- What is expected
Set down, please, exactly the lines below that run from the line with "filename src/generation/service/types.rs" to the line with "generated reference image.", both lines included.

(Dataset entries)

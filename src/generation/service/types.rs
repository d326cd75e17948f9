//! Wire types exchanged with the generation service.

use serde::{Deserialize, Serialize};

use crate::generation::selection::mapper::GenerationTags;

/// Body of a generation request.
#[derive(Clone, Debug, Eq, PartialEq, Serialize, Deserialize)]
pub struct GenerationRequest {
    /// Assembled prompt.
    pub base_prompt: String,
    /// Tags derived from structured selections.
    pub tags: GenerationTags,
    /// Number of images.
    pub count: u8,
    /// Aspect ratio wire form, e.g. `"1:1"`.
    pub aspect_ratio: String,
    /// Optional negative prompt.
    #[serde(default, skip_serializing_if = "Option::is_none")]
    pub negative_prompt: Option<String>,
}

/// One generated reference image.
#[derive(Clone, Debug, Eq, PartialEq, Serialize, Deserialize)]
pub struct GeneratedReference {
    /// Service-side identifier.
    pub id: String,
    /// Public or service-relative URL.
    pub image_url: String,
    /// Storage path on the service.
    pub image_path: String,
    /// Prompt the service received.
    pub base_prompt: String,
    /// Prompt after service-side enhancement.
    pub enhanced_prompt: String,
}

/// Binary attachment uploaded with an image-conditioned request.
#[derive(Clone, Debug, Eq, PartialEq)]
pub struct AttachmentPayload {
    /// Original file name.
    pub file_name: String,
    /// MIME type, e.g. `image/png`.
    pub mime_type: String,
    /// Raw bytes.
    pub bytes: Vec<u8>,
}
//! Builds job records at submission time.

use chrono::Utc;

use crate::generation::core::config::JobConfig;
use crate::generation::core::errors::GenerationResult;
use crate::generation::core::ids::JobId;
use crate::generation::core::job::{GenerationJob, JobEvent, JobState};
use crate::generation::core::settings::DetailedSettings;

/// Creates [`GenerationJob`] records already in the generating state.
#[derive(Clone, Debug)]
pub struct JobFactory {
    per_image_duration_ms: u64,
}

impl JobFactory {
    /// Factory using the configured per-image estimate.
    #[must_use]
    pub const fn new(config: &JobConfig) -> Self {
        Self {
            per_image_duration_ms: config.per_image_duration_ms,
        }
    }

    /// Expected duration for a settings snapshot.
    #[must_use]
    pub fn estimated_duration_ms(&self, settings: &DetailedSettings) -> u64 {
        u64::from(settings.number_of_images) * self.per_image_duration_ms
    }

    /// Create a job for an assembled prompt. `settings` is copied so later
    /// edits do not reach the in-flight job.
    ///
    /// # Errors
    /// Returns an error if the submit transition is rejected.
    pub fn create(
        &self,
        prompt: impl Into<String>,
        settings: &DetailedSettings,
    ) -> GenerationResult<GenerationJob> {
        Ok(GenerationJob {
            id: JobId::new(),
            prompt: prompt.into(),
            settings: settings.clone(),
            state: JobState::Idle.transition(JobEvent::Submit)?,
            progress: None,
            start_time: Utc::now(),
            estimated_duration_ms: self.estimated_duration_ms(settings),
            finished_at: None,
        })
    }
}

---

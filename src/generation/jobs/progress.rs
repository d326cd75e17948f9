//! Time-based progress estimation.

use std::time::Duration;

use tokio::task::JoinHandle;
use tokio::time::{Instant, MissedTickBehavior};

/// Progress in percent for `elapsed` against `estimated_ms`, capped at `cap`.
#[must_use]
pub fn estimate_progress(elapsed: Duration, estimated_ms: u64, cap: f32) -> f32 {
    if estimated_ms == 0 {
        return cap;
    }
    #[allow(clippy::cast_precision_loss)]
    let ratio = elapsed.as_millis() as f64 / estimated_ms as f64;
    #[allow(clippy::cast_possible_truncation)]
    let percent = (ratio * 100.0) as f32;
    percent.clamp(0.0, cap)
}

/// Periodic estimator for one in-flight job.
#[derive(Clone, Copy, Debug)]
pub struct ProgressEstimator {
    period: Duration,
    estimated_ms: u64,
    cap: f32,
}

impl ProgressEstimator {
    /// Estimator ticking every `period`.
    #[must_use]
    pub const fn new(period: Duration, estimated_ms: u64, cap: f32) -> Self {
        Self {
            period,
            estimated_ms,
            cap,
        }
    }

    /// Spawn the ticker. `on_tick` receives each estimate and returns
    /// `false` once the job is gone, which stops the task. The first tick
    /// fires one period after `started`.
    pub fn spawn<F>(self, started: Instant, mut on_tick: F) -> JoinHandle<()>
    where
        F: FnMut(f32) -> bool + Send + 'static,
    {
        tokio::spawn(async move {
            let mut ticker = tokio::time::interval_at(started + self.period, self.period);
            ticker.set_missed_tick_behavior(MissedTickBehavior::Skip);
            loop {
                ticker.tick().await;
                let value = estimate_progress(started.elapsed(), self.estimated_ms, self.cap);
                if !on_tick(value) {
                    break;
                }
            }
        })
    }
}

==

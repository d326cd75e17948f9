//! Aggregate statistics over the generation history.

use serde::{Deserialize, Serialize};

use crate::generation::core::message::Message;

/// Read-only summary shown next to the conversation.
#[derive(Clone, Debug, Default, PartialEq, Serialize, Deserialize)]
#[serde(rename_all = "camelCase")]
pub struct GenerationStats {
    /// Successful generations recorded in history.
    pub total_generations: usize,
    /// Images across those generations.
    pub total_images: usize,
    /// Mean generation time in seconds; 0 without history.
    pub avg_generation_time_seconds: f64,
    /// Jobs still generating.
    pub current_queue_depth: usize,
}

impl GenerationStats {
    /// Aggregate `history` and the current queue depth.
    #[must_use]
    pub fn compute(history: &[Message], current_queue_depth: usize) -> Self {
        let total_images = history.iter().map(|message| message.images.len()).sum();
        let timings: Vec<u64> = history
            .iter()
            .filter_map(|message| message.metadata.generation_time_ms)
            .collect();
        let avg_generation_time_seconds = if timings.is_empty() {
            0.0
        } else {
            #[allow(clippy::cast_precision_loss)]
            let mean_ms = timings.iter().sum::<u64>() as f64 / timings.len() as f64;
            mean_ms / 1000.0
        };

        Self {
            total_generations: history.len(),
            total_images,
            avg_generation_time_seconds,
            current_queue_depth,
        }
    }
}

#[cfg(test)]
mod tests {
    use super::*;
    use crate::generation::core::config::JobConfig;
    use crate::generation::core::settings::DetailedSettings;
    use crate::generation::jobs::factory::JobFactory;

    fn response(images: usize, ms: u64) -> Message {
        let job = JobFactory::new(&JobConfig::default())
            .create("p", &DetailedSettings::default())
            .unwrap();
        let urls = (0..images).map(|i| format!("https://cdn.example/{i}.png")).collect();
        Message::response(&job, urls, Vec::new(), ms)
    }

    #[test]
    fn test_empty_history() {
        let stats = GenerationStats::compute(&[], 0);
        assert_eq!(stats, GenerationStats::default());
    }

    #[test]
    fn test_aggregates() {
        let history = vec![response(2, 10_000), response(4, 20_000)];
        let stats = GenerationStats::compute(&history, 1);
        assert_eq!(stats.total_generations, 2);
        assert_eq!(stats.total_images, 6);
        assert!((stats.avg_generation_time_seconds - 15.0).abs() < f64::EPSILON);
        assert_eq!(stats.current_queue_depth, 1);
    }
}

- Solution
filename src/generation/service/types.rs
repository d326cd75e17948f9
//! Wire types exchanged with the generation service.

use serde::{Deserialize, Serialize};

use crate::generation::selection::mapper::GenerationTags;

/// Body of a generation request.
#[derive(Clone, Debug, Eq, PartialEq, Serialize, Deserialize)]
pub struct GenerationRequest {
    /// Assembled prompt.
    pub base_prompt: String,
    /// Tags derived from structured selections.
    pub tags: GenerationTags,
    /// Number of images.
    pub count: u8,
    /// Aspect ratio wire form, e.g. `"1:1"`.
    pub aspect_ratio: String,
    /// Optional negative prompt.
    #[serde(default, skip_serializing_if = "Option::is_none")]
    pub negative_prompt: Option<String>,
}

/// One generated reference image.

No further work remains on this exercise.